Conventional farming in India and Pakistan has taken a toll on agricultural land. Around 30 per cent of the land in India is degraded, according to the National Bureau of Soil Survey and Land Use Planning. More than 50pc of India’s farmers are debt-ridden, according to the 2019 National Statistical Office, and often seek alternatives outside of agriculture, or tragically, take their own lives.
In Pakistan, almost three-fourths of the land is degraded, according to Pakistan’s climate change ministry.
“Droughts, floods, deforestation, overgrazing, monoculture farming, excessive tillage, and the use of chemical fertilisers and pesticides are the most glaring causes of land degradation on both sides of the fence,” said Dr Aamer Irshad, head of programme at the Food and Agriculture Organisation of the United Nations, in Pakistan.
Dr Vinod K. Chaudhary, an associate professor of sociology at Punjab University in Chandigarh, India, who is also a farmer, said farming methods in both countries are unsustainable.
While researching sustainable farming, he came across videos on YouTube and Facebook put up by Asif Sharif, a progressive farmer from Pakpattan, across the border in Pakistan’s Punjab province. “I learned plants require moisture, not water, which was the most difficult to believe, as we farmers believe in inundation.”
He also learned that soil should be covered, not tilled. Chaudhary decided to try Sharif’s techniques and found they worked well. Now he encourages farmers in Indian Punjab and Haryana to try them.
“The soil resets itself with this kind of farming,” Chaudhary said.
Experimenting and finding solutions
Regenerative farmers are experimenting and spreading the word.
Mahmood Nawaz Shah, a third-generation progressive farmer with 600 acres of farmland in Tando Allah Yar district of Sindh province, Pakistan, has adopted regenerative agricultural techniques “through hit and trial and finding solutions” now for 25 years.
Shah controls fruit flies on his 45-acre mango orchards through pheromone traps and lets parasites that eat borers loose in the sugarcane field.
“This allows us to delay pesticide sprays as late as possible as well as increase the intervals between two sprays,” he explains.
Shah also uses farmyard manure from livestock, grows peas, cauliflower, and black cumin amid 145 acres of sugarcane crop, and adds mineral-rich silt to his land.
“It has all been a gradual and experimental process,” he says.
Dhaniram Chetia, a farmer in the village of Pengeri in Tinsukia, in India’s Assam state, found an innovative way to keep insects off his harvest: He grows papaya, tomatoes, and bananas on 30pc of his eight acres of land to feed the local birds.
“The birds eat the pests that would otherwise prey on my cash crops.
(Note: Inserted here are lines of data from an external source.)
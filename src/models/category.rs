//! Category model
//!
//! Categories are flat labels attached to transactions. They are created
//! lazily the first time a title is used and are never deleted.

use chrono::{DateTime, Utc};
use serde::{Deserialize, Serialize};
use std::fmt;

use super::ids::CategoryId;

/// A named grouping label
#[derive(Debug, Clone, PartialEq, Serialize, Deserialize)]
pub struct Category {
    /// Unique identifier
    pub id: CategoryId,

    /// Category title, unique by business rule
    pub title: String,

    /// When the category was created
    pub created_at: DateTime<Utc>,

    /// When the category was last modified
    pub updated_at: DateTime<Utc>,
}

impl Category {
    /// Create a new category
    pub fn new(title: impl Into<String>) -> Self {
        let now = Utc::now();
        Self {
            id: CategoryId::new(),
            title: title.into(),
            created_at: now,
            updated_at: now,
        }
    }

    /// Validate the category
    pub fn validate(&self) -> Result<(), CategoryValidationError> {
        if self.title.trim().is_empty() {
            return Err(CategoryValidationError::EmptyTitle);
        }

        Ok(())
    }
}

impl fmt::Display for Category {
    fn fmt(&self, f: &mut fmt::Formatter<'_>) -> fmt::Result {
        write!(f, "{}", self.title)
    }
}

/// Validation errors for categories
#[derive(Debug, Clone, PartialEq, Eq)]
pub enum CategoryValidationError {
    EmptyTitle,
}

impl fmt::Display for CategoryValidationError {
    fn fmt(&self, f: &mut fmt::Formatter<'_>) -> fmt::Result {
        match self {
            Self::EmptyTitle => write!(f, "Category title cannot be empty"),
        }
    }
}

impl std::error::Error for CategoryValidationError {}

#[cfg(test)]
mod tests {
    use super::*;

    #[test]
    fn test_new_category() {
        let category = Category::new("Housing");
        assert_eq!(category.title, "Housing");
        assert_eq!(category.to_string(), "Housing");
    }

    #[test]
    fn test_validation() {
        assert!(Category::new("Job").validate().is_ok());
        assert_eq!(
            Category::new("  ").validate(),
            Err(CategoryValidationError::EmptyTitle)
        );
        assert!(Category::new("x".repeat(200)).validate().is_ok());
        assert!(Category::new("食費と日用品").validate().is_ok());
    }
}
I don’t need to use insecticides,” he says.
Bordoloi in Assam says elephants have helped in turmeric farming.
“Elephants stamp on our turmeric plants, cut out the thatch and consume the green elephant grass after the rains; we barely need any labour,” he added.
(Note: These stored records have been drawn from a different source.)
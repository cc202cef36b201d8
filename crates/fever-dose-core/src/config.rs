//! Configuration file support.
//!
//! Every field is optional; a missing file or section falls back to the
//! built-in limits and rules.

use std::path::Path;

use serde::{Deserialize, Serialize};
use thiserror::Error;

use crate::chart::ChartSpec;
use crate::engine::{DailyCapTable, DailyVolumeCap, DosageCalculator};
use crate::input::InputLimits;

/// Configuration errors.
#[derive(Error, Debug)]
pub enum ConfigError {
    #[error("IO error: {0}")]
    Io(#[from] std::io::Error),

    #[error("TOML error: {0}")]
    Toml(#[from] toml::de::Error),

    #[error("Configuration error: {0}")]
    Invalid(String),
}

pub type ConfigResult<T> = Result<T, ConfigError>;

/// Engine and front-end configuration.
#[derive(Clone, Debug, Serialize, Deserialize, PartialEq)]
pub struct Config {
    #[serde(default)]
    pub input: InputLimits,

    #[serde(default = "default_daily_caps")]
    pub daily_caps: Vec<DailyVolumeCap>,

    #[serde(default)]
    pub chart: ChartSpec,
}

impl Default for Config {
    fn default() -> Self {
        Self {
            input: InputLimits::default(),
            daily_caps: default_daily_caps(),
            chart: ChartSpec::default(),
        }
    }
}

fn default_daily_caps() -> Vec<DailyVolumeCap> {
    vec![DailyVolumeCap::nsaid()]
}

impl Config {
    /// Parse and validate TOML text.
    pub fn from_toml_str(contents: &str) -> ConfigResult<Self> {
        let config: Config = toml::from_str(contents)?;
        config.validate()?;
        Ok(config)
    }

    /// Load configuration from a specific path.
    pub fn load_from(path: &Path) -> ConfigResult<Self> {
        let contents = std::fs::read_to_string(path)?;
        let config = Self::from_toml_str(&contents)?;
        tracing::info!("Loaded config from {:?}", path);
        Ok(config)
    }

    /// Load from a path when given, otherwise use defaults.
    pub fn load_or_default(path: Option<&Path>) -> ConfigResult<Self> {
        match path {
            Some(path) => Self::load_from(path),
            None => {
                tracing::debug!("No config file given, using defaults");
                Ok(Self::default())
            }
        }
    }

    /// Reject values the engine cannot use.
    pub fn validate(&self) -> ConfigResult<()> {
        if !(self.input.max_weight_kg > 0.0) {
            return Err(ConfigError::Invalid(format!(
                "input.max_weight_kg must be positive (got {})",
                self.input.max_weight_kg
            )));
        }

        for (i, cap) in self.daily_caps.iter().enumerate() {
            if cap.ingredients.is_empty() {
                return Err(ConfigError::Invalid(format!(
                    "daily_caps[{}] lists no ingredients",
                    i
                )));
            }
            if !(cap.max_daily_ml > 0.0) || !(cap.below_weight_kg > 0.0) {
                return Err(ConfigError::Invalid(format!(
                    "daily_caps[{}] needs positive max_daily_ml and below_weight_kg",
                    i
                )));
            }
        }

        if self.chart.rows == 0 || !(self.chart.step_kg > 0.0) || !(self.chart.start_kg > 0.0) {
            return Err(ConfigError::Invalid(
                "chart needs at least one row and positive start_kg/step_kg".into(),
            ));
        }

        Ok(())
    }

    /// Build a calculator carrying the configured ceilings.
    pub fn calculator(&self) -> DosageCalculator {
        DosageCalculator::new(DailyCapTable::new(self.daily_caps.clone()))
    }
}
Heaps of highly nutritious farmyard manure and silt from the river are spread to enrich and stabilise the soil’s pH levels, says Mahmood Nawaz Shah. Photo credit: Mahmood Nawaz Shah/IPS
Sugarcane waste, which otherwise was often burned, causing greenhouse gas emissions, is used to nourish the soil at Mahmood Nawaz Shah’s (right) farm. Photo credit: Mahmood Nawaz Shah/IPS
Does regenerative agriculture live up to the hype?
It’s hard to find definitive data on regenerative agriculture. Organic farming data may come closest. India has up to 2.66 million hectares of agricultural land under organic farming, according to the The World of Organic Agriculture 2023 yearbook, which places India among “countries with the most organic producers” alongside Uganda and Ethiopia. However, the data given by India’s department of agriculture and farmers welfare puts natural farming at just 0.65m hectares.
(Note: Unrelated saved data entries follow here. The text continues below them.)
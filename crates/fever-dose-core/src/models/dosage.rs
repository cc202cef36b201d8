//! Dosage request and result models.

use std::fmt;
use std::str::FromStr;

use serde::{Deserialize, Serialize};

use super::Product;

/// Months in a year, used for age normalization.
pub const MONTHS_PER_YEAR: u32 = 12;

/// Unit the patient age is given in.
#[derive(Debug, Clone, Copy, Serialize, Deserialize, PartialEq, Eq, Hash)]
#[serde(rename_all = "lowercase")]
pub enum AgeUnit {
    Months,
    Years,
}

impl AgeUnit {
    pub fn as_str(&self) -> &'static str {
        match self {
            AgeUnit::Months => "months",
            AgeUnit::Years => "years",
        }
    }
}

impl fmt::Display for AgeUnit {
    fn fmt(&self, f: &mut fmt::Formatter<'_>) -> fmt::Result {
        f.write_str(self.as_str())
    }
}

impl FromStr for AgeUnit {
    type Err = crate::input::InputError;

    fn from_str(s: &str) -> Result<Self, Self::Err> {
        match s.trim().to_lowercase().as_str() {
            "months" | "month" => Ok(AgeUnit::Months),
            "years" | "year" => Ok(AgeUnit::Years),
            other => Err(crate::input::InputError::UnknownAgeUnit(other.to_string())),
        }
    }
}

/// A validated calculation request.
///
/// Construct through [`DosageInput::new`] or [`crate::input::RawDosageInput::validate`]
/// so weight and age have passed the sanity bounds.
#[derive(Debug, Clone, Copy, Serialize, Deserialize, PartialEq)]
pub struct DosageInput {
    /// Body weight in kg
    pub weight: f64,
    /// Age, in `age_unit`
    pub age: u32,
    pub age_unit: AgeUnit,
}

impl DosageInput {
    /// Age normalized to months.
    pub fn age_in_months(&self) -> u32 {
        match self.age_unit {
            AgeUnit::Months => self.age,
            AgeUnit::Years => self.age.saturating_mul(MONTHS_PER_YEAR),
        }
    }
}

/// Outcome status of a per-product calculation.
#[derive(Debug, Clone, Copy, Serialize, Deserialize, PartialEq, Eq, Hash)]
#[serde(rename_all = "snake_case")]
pub enum DosageStatus {
    Success,
    AgeBlock,
    Error,
}

impl DosageStatus {
    pub fn as_str(&self) -> &'static str {
        match self {
            DosageStatus::Success => "success",
            DosageStatus::AgeBlock => "age_block",
            DosageStatus::Error => "error",
        }
    }
}

impl fmt::Display for DosageStatus {
    fn fmt(&self, f: &mut fmt::Formatter<'_>) -> fmt::Result {
        f.write_str(self.as_str())
    }
}

/// Recommended volumes for a successful calculation, in mL rounded to one decimal.
#[derive(Debug, Clone, Copy, Serialize, Deserialize, PartialEq)]
pub struct DoseVolumes {
    pub min_ml: f64,
    pub max_ml: f64,
    pub max_single_ml: f64,
    pub max_daily_ml: f64,
}

/// Per-product outcome. Volumes exist only on success.
#[derive(Debug, Clone, Serialize, Deserialize, PartialEq)]
#[serde(tag = "status", rename_all = "snake_case")]
pub enum DosageOutcome {
    Success {
        #[serde(flatten)]
        volumes: DoseVolumes,
        /// Set when the single dose was capped
        message: Option<String>,
    },
    AgeBlock {
        message: String,
    },
    Error {
        message: String,
    },
}

impl DosageOutcome {
    pub fn status(&self) -> DosageStatus {
        match self {
            DosageOutcome::Success { .. } => DosageStatus::Success,
            DosageOutcome::AgeBlock { .. } => DosageStatus::AgeBlock,
            DosageOutcome::Error { .. } => DosageStatus::Error,
        }
    }

    pub fn volumes(&self) -> Option<&DoseVolumes> {
        match self {
            DosageOutcome::Success { volumes, .. } => Some(volumes),
            _ => None,
        }
    }

    pub fn message(&self) -> Option<&str> {
        match self {
            DosageOutcome::Success { message, .. } => message.as_deref(),
            DosageOutcome::AgeBlock { message } | DosageOutcome::Error { message } => {
                Some(message)
            }
        }
    }
}

/// Calculation result for one product.
///
/// Serializes flat, with every volume key present and `null` off success.
#[derive(Debug, Clone, Serialize, Deserialize, PartialEq)]
#[serde(into = "DosageRecord", try_from = "DosageRecord")]
pub struct DosageResult {
    pub product: Product,
    pub outcome: DosageOutcome,
}

/// Wire shape of [`DosageResult`].
#[derive(Serialize, Deserialize)]
struct DosageRecord {
    product: Product,
    status: DosageStatus,
    min_ml: Option<f64>,
    max_ml: Option<f64>,
    max_single_ml: Option<f64>,
    max_daily_ml: Option<f64>,
    message: Option<String>,
}

impl From<DosageResult> for DosageRecord {
    fn from(result: DosageResult) -> Self {
        let status = result.status();
        let volumes = result.outcome.volumes().copied();
        let message = match result.outcome {
            DosageOutcome::Success { message, .. } => message,
            DosageOutcome::AgeBlock { message } | DosageOutcome::Error { message } => {
                Some(message)
            }
        };
        Self {
            product: result.product,
            status,
            min_ml: volumes.map(|v| v.min_ml),
            max_ml: volumes.map(|v| v.max_ml),
            max_single_ml: volumes.map(|v| v.max_single_ml),
            max_daily_ml: volumes.map(|v| v.max_daily_ml),
            message,
        }
    }
}

impl TryFrom<DosageRecord> for DosageResult {
    type Error = String;

    fn try_from(record: DosageRecord) -> Result<Self, Self::Error> {
        let outcome = match record.status {
            DosageStatus::Success => {
                match (
                    record.min_ml,
                    record.max_ml,
                    record.max_single_ml,
                    record.max_daily_ml,
                ) {
                    (Some(min_ml), Some(max_ml), Some(max_single_ml), Some(max_daily_ml)) => {
                        DosageOutcome::Success {
                            volumes: DoseVolumes {
                                min_ml,
                                max_ml,
                                max_single_ml,
                                max_daily_ml,
                            },
                            message: record.message,
                        }
                    }
                    _ => return Err("success result is missing a volume".to_string()),
                }
            }
            DosageStatus::AgeBlock => DosageOutcome::AgeBlock {
                message: record
                    .message
                    .ok_or_else(|| "age_block result is missing a message".to_string())?,
            },
            DosageStatus::Error => DosageOutcome::Error {
                message: record
                    .message
                    .ok_or_else(|| "error result is missing a message".to_string())?,
            },
        };
        Ok(Self {
            product: record.product,
            outcome,
        })
    }
}

impl DosageResult {
    pub fn status(&self) -> DosageStatus {
        self.outcome.status()
    }

    pub fn is_success(&self) -> bool {
        self.status() == DosageStatus::Success
    }

    pub fn min_ml(&self) -> Option<f64> {
        self.outcome.volumes().map(|v| v.min_ml)
    }

    pub fn max_ml(&self) -> Option<f64> {
        self.outcome.volumes().map(|v| v.max_ml)
    }

    pub fn max_single_ml(&self) -> Option<f64> {
        self.outcome.volumes().map(|v| v.max_single_ml)
    }

    pub fn max_daily_ml(&self) -> Option<f64> {
        self.outcome.volumes().map(|v| v.max_daily_ml)
    }

    pub fn message(&self) -> Option<&str> {
        self.outcome.message()
    }
}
In Pakistan, the area under naturally organic agriculture in the country is about 1.51m hectares, or about 6pc of all agricultural land, according to the Pakistan Organic Association (POA), while land certified to be cultivated organically is just 64,885 hectares. “The government has not realised the virtues of this kind of farming and there is a complete absence of government policies and practices, particularly for organic food regulations and certification,” pointed out Dr Hasan Ali Mughal, founder of POA.
Further, 10pc of the landlords in Pakistan own 52pc of the land, where they prefer to carry out mono-cropping of wheat and rice, said the FAO spokesperson, Irshad. He predicted that regenerative agriculture “cannot become mainstream in Pakistan” due to poor soil conditions.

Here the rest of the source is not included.